No lemons on hand? Reach for distilled white vinegar instead and follow the same process to make buttermilk. Both vinegar and lemon juice provide the necessary acidity to curdle the milk.
Just note: Since it's a liquid, buttermilk isn't a good replacement option in foods other than baked goods — like dips — that require a thick texture, says Shapiro. Store leftover buttermilk in the refrigerator for no more than a week depending on the expiration date printed on the milk container.
"I like Greek yogurt as the best substitute [for sour cream] as it increases the protein content and lowers the carb count without altering the taste," says Shapiro.
Stir the yogurt first to avoid separation. Use an exact one-to-one for substitution, for example, one cup of sour cream equals one cup of yogurt. Yogurt is also an alternative for chip and vegetable dips.
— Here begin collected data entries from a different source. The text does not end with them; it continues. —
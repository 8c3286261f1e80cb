// Copyright 2025 eraflo
//
// Licensed under the Apache License, Version 2.0 (the "License");
// you may not use this file except in compliance with the License.
// You may obtain a copy of the License at
//
//     http://www.apache.org/licenses/LICENSE-2.0
//
// Unless required by applicable law or agreed to in writing, software
// distributed under the License is distributed on an "AS IS" BASIS,
// WITHOUT WARRANTIES OR CONDITIONS OF ANY KIND, either express or implied.
// See the License for the specific language governing permissions and
// limitations under the License.

/// Identifies an open profiling scope.
#[derive(Debug, Clone, Copy, PartialEq, Eq, Hash)]
pub struct ScopeToken(pub u64);

/// Observes the marker scopes of command lists.
///
/// `begin_scope` is called when a marker opens and `end_scope` with the same
/// token when it closes, on the recording thread.
pub trait PassProfiler: Send + Sync {
    /// A marker scope named `name` opened.
    fn begin_scope(&self, name: &str) -> ScopeToken;

    /// The scope identified by `token` closed.
    fn end_scope(&self, token: ScopeToken);
}
// Copyright 2025 eraflo
//
// Licensed under the Apache License, Version 2.0 (the "License");
// you may not use this file except in compliance with the License.
// You may obtain a copy of the License at
//
//     http://www.apache.org/licenses/LICENSE-2.0
//
// Unless required by applicable law or agreed to in writing, software
// distributed under the License is distributed on an "AS IS" BASIS,
// WITHOUT WARRANTIES OR CONDITIONS OF ANY KIND, either express or implied.
// See the License for the specific language governing permissions and
// limitations under the License.

//! Shader stage, source and compilation-state types.

use crate::renderer::api::core::ShaderModuleId;
use crate::renderer::api::pipeline::InputLayout;
use std::fmt;
use std::path::PathBuf;

/// A single programmable stage of a pipeline.
#[derive(Debug, Clone, Copy, PartialEq, Eq, Hash, PartialOrd, Ord)]
pub enum ShaderStage {
    /// The vertex shader stage.
    Vertex,
    /// The pixel (fragment) shader stage.
    Pixel,
    /// The compute shader stage.
    Compute,
}

impl ShaderStage {
    /// All stages, in slot order.
    pub const ALL: [ShaderStage; 3] = [ShaderStage::Vertex, ShaderStage::Pixel, ShaderStage::Compute];

    /// The entry point a source must define for this stage.
    pub fn entry_point(&self) -> &'static str {
        match self {
            ShaderStage::Vertex => "vs_main",
            ShaderStage::Pixel => "fs_main",
            ShaderStage::Compute => "cs_main",
        }
    }

    pub(crate) fn index(&self) -> usize {
        match self {
            ShaderStage::Vertex => 0,
            ShaderStage::Pixel => 1,
            ShaderStage::Compute => 2,
        }
    }
}

impl fmt::Display for ShaderStage {
    fn fmt(&self, f: &mut fmt::Formatter<'_>) -> fmt::Result {
        match self {
            ShaderStage::Vertex => write!(f, "vertex"),
            ShaderStage::Pixel => write!(f, "pixel"),
            ShaderStage::Compute => write!(f, "compute"),
        }
    }
}

/// Selects which stages a [`ShaderUnit`](crate::renderer::ShaderUnit) compile request builds.
#[derive(Debug, Clone, Copy, PartialEq, Eq, Hash)]
pub enum ShaderKind {
    /// Only the vertex stage.
    Vertex,
    /// Only the pixel stage.
    Pixel,
    /// Only the compute stage.
    Compute,
    /// Both the vertex and the pixel stage, from the same source.
    VertexPixel,
}

impl ShaderKind {
    /// The stages this kind compiles.
    pub fn stages(&self) -> &'static [ShaderStage] {
        match self {
            ShaderKind::Vertex => &[ShaderStage::Vertex],
            ShaderKind::Pixel => &[ShaderStage::Pixel],
            ShaderKind::Compute => &[ShaderStage::Compute],
            ShaderKind::VertexPixel => &[ShaderStage::Vertex, ShaderStage::Pixel],
        }
    }

    /// Returns `true` if this kind compiles `stage`.
    pub fn includes(&self, stage: ShaderStage) -> bool {
        self.stages().contains(&stage)
    }
}

/// Where a shader's source text comes from.
#[derive(Debug, Clone, PartialEq, Eq, Hash)]
pub enum ShaderSource {
    /// A file read from disk at compile time.
    File(PathBuf),
    /// Source text held in memory, with a name used in diagnostics.
    Inline {
        /// The name reported in logs and errors.
        name: String,
        /// The shader source text.
        code: String,
    },
}

impl ShaderSource {
    /// Creates an inline source.
    pub fn inline(name: impl Into<String>, code: impl Into<String>) -> Self {
        ShaderSource::Inline {
            name: name.into(),
            code: code.into(),
        }
    }

    /// A short name for logs: the file name, or the inline name.
    pub fn label(&self) -> String {
        match self {
            ShaderSource::File(path) => path
                .file_name()
                .map(|name| name.to_string_lossy().into_owned())
                .unwrap_or_else(|| path.display().to_string()),
            ShaderSource::Inline { name, .. } => name.clone(),
        }
    }
}

/// The compilation state of a whole shader unit or of one of its stages.
#[derive(Debug, Clone, Copy, PartialEq, Eq, Hash, Default)]
pub enum CompilationState {
    /// Nothing has been requested yet.
    #[default]
    Idle,
    /// A compile request is in progress.
    Compiling,
    /// The last request succeeded.
    Built,
    /// The last request failed. The diagnostic is available on the unit.
    Failed,
}

impl CompilationState {
    /// Returns `true` for `Built` and `Failed`.
    pub fn is_terminal(&self) -> bool {
        matches!(self, CompilationState::Built | CompilationState::Failed)
    }
}

/// Describes one stage to be compiled by an [`RhiDevice`](crate::renderer::RhiDevice).
#[derive(Debug, Clone)]
pub struct ShaderModuleDescriptor<'a> {
    /// A label for diagnostics.
    pub label: &'a str,
    /// The full source text.
    pub source: &'a str,
    /// The stage to compile.
    pub stage: ShaderStage,
    /// The entry point the stage starts from.
    pub entry_point: &'a str,
    /// The vertex input layout, for vertex stages only.
    pub input_layout: Option<&'a InputLayout>,
}

/// The native stage handles of a built shader unit, ready to go into a
/// [`PipelineStateDescriptor`](crate::renderer::PipelineStateDescriptor).
#[derive(Debug, Clone, Default, PartialEq, Eq, Hash)]
pub struct CompiledStages {
    /// The vertex stage, if compiled.
    pub vertex: Option<ShaderModuleId>,
    /// The pixel stage, if compiled.
    pub pixel: Option<ShaderModuleId>,
    /// The compute stage, if compiled.
    pub compute: Option<ShaderModuleId>,
    /// The layout the vertex stage was compiled against.
    pub input_layout: Option<InputLayout>,
}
If your goal is to eliminate animal-based products from the recipe, or to avoid dairy, you can use soy-based yogurt.
Another protein-packed option to replace sour cream is tofu. Using either a blender or food processor, mix one 10.5-ounce package of crumbled tofu with 4 teaspoons of lemon juice, 2 teaspoons of apple cider vinegar and a half teaspoon of salt. Blend the mixture until smooth and substitute sour cream, cup for cup, as called for in the recipe. You might want to consider using silken tofu for a smoother texture. "With silken tofu, you may want to blend it with apple cider vinegar or lemon and salt to get the flavor you are looking for," Shapiro says.